• [What to produce]:
Since the entries below must stay intact, return each one exactly.

Dataset entries
= Beginning of Section =

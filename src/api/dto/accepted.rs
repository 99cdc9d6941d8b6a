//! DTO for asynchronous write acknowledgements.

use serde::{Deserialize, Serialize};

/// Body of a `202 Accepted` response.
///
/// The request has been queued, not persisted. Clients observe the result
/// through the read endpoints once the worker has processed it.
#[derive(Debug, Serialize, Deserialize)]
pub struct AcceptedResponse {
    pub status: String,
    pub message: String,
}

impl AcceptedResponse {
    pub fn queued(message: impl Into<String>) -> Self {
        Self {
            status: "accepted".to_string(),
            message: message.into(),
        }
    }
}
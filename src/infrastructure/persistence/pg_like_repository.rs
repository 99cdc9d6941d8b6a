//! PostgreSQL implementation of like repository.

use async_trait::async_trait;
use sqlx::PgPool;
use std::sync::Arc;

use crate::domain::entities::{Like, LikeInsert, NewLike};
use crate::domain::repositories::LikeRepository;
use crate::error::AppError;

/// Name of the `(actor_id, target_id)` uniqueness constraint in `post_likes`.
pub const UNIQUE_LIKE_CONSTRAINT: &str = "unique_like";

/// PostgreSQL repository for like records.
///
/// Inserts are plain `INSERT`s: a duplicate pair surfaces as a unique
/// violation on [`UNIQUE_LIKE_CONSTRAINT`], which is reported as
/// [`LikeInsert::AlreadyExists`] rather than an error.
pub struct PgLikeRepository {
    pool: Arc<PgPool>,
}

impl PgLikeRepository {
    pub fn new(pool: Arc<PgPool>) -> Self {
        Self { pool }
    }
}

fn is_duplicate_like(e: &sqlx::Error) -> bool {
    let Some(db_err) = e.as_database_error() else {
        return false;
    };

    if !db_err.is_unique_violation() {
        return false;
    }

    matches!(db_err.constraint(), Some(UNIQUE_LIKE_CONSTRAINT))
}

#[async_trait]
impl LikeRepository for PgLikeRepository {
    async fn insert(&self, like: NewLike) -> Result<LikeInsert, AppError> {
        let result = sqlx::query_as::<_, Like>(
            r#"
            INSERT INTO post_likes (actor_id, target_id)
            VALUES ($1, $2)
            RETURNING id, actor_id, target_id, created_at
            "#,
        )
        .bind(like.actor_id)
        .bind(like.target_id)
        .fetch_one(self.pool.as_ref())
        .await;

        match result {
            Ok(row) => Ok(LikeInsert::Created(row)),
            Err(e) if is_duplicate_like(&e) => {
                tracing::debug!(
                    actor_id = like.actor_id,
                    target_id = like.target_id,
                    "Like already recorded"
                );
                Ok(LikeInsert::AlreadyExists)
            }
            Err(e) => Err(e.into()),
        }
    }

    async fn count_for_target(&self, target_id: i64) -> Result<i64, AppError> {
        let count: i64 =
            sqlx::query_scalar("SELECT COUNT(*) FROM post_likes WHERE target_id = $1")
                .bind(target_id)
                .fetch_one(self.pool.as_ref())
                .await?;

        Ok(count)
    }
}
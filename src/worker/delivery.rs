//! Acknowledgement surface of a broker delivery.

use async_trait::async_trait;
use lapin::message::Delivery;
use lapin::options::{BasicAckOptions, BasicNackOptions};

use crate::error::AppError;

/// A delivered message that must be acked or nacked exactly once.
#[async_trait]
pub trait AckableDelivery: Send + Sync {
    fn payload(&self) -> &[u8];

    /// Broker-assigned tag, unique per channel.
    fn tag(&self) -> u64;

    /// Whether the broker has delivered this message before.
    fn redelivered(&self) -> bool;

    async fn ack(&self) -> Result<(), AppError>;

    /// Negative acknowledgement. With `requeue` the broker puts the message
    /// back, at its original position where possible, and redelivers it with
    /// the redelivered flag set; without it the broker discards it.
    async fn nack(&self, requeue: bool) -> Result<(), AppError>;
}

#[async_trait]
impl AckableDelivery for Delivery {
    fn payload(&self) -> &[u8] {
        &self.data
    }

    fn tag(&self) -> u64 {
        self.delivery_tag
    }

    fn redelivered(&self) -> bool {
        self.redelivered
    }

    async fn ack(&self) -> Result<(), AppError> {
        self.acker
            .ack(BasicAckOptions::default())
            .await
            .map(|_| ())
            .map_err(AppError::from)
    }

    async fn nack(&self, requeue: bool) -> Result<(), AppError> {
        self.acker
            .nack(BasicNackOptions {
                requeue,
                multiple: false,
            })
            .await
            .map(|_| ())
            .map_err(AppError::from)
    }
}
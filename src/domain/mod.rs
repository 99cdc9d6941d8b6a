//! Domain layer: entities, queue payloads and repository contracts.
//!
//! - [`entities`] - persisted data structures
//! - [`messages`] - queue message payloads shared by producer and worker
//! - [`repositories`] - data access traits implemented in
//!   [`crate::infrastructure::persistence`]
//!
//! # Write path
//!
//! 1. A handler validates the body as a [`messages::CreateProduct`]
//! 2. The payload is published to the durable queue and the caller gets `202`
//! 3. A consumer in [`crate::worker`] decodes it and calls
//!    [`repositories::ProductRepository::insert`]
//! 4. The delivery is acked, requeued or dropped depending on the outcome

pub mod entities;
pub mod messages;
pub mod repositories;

= End of Section =

• [Answer section]:
filename src/api/dto/accepted.rs
repository 99cdc9d6941d8b6a
//! DTO for asynchronous write acknowledgements.

use serde::{Deserialize, Serialize};

/// Body of a `202 Accepted` response.
///
/// The request has been queued, not persisted. Clients observe the result
/// through the read endpoints once the worker has processed it.
#[derive(Debug, Serialize, Deserialize)]
pub struct AcceptedResponse {
    pub status: String,
    pub message: String,
}

impl AcceptedResponse {
    pub fn queued(message: impl Into<String>) -> Self {
        Self {
            status: "accepted".to_string(),
            message: message.into(),
        }
    }
}
filename src/infrastructure/persistence/pg_like_repository.rs
repository 99cdc9d6941d8b6a
//! PostgreSQL implementation of like repository.

use async_trait::async_trait;
use sqlx::PgPool;
use std::sync::Arc;

use crate::domain::entities::{Like, LikeInsert, NewLike};
use crate::domain::repositories::LikeRepository;
use crate::error::AppError;

/// Name of the `(actor_id, target_id)` uniqueness constraint in `post_likes`.
pub const UNIQUE_LIKE_CONSTRAINT: &str = "unique_like";

/// PostgreSQL repository for like records.
///
/// Inserts are plain `INSERT`s: a duplicate pair surfaces as a unique
/// violation on [`UNIQUE_LIKE_CONSTRAINT`], which is reported as
/// [`LikeInsert::AlreadyExists`] rather than an error.
pub struct PgLikeRepository {
    pool: Arc<PgPool>,
}

impl PgLikeRepository {
    pub fn new(pool: Arc<PgPool>) -> Self {
        Self { pool }
    }
}

fn is_duplicate_like(e: &sqlx::Error) -> bool {
    let Some(db_err) = e.as_database_error() else {
        return false;
    };

    if !db_err.is_unique_violation() {
        return false;
    }

    matches!(db_err.constraint(), Some(UNIQUE_LIKE_CONSTRAINT))
}

#[async_trait]
impl LikeRepository for PgLikeRepository {
    async fn insert(&self, like: NewLike) -> Result<LikeInsert, AppError> {
        let result = sqlx::query_as::<_, Like>(
            r#"
            INSERT INTO post_likes (actor_id, target_id)
            VALUES ($1, $2)
            RETURNING id, actor_id, target_id, created_at
            "#,
        )
        .bind(like.actor_id)
        .bind(like.target_id)
        .fetch_one(self.pool.as_ref())
        .await;

        match result {
            Ok(row) => Ok(LikeInsert::Created(row)),
            Err(e) if is_duplicate_like(&e) => {
                tracing::debug!(
                    actor_id = like.actor_id,
                    target_id = like.target_id,
                    "Like already recorded"
                );
                Ok(LikeInsert::AlreadyExists)
            }
            Err(e) => Err(e.into()),
        }
    }

    async fn count_for_target(&self, target_id: i64) -> Result<i64, AppError> {
        let count: i64 =
            sqlx::query_scalar("SELECT COUNT(*) FROM post_likes WHERE target_id = $1")
                .bind(target_id)
                .fetch_one(self.pool.as_ref())
                .await?;

        Ok(count)
    }
}
filename src/worker/delivery.rs
//! Acknowledgement surface of a broker delivery.

use async_trait::async_trait;
use lapin::message::Delivery;
use lapin::options::{BasicAckOptions, BasicNackOptions};

use crate::error::AppError;

/// A delivered message that must be acked or nacked exactly once.
#[async_trait]
pub trait AckableDelivery: Send + Sync {
    fn payload(&self) -> &[u8];

    /// Broker-assigned tag, unique per channel.
    fn tag(&self) -> u64;

    /// Whether the broker has delivered this message before.
    fn redelivered(&self) -> bool;

    async fn ack(&self) -> Result<(), AppError>;

    /// Negative acknowledgement. With `requeue` the broker puts the message
    /// back, at its original position where possible, and redelivers it with
    /// the redelivered flag set; without it the broker discards it.
    async fn nack(&self, requeue: bool) -> Result<(), AppError>;
}

#[async_trait]
impl AckableDelivery for Delivery {
    fn payload(&self) -> &[u8] {
        &self.data
    }

    fn tag(&self) -> u64 {
        self.delivery_tag
    }

    fn redelivered(&self) -> bool {
        self.redelivered
    }

    async fn ack(&self) -> Result<(), AppError> {
        self.acker
            .ack(BasicAckOptions::default())
            .await
            .map(|_| ())
            .map_err(AppError::from)
    }

    async fn nack(&self, requeue: bool) -> Result<(), AppError> {
        self.acker
            .nack(BasicNackOptions {
                requeue,
                multiple: false,
            })
            .await
            .map(|_| ())
            .map_err(AppError::from)
    }
}
filename src/domain/mod.rs
repository 99cdc9d6941d8b6a
//! Domain layer: entities, queue payloads and repository contracts.
//!
//! - [`entities`] - persisted data structures
//! - [`messages`] - queue message payloads shared by producer and worker
//! - [`repositories`] - data access traits implemented in
//!   [`crate::infrastructure::persistence`]
//!
//! # Write path
//!
//! 1. A handler validates the body as a [`messages::CreateProduct`]
//! 2. The payload is published to the durable queue and the caller gets `202`
//! 3. A consumer in [`crate::worker`] decodes it and calls
//!    [`repositories::ProductRepository::insert`]
//! 4. The delivery is acked, requeued or dropped depending on the outcome

pub mod entities;
pub mod messages;
pub mod repositories;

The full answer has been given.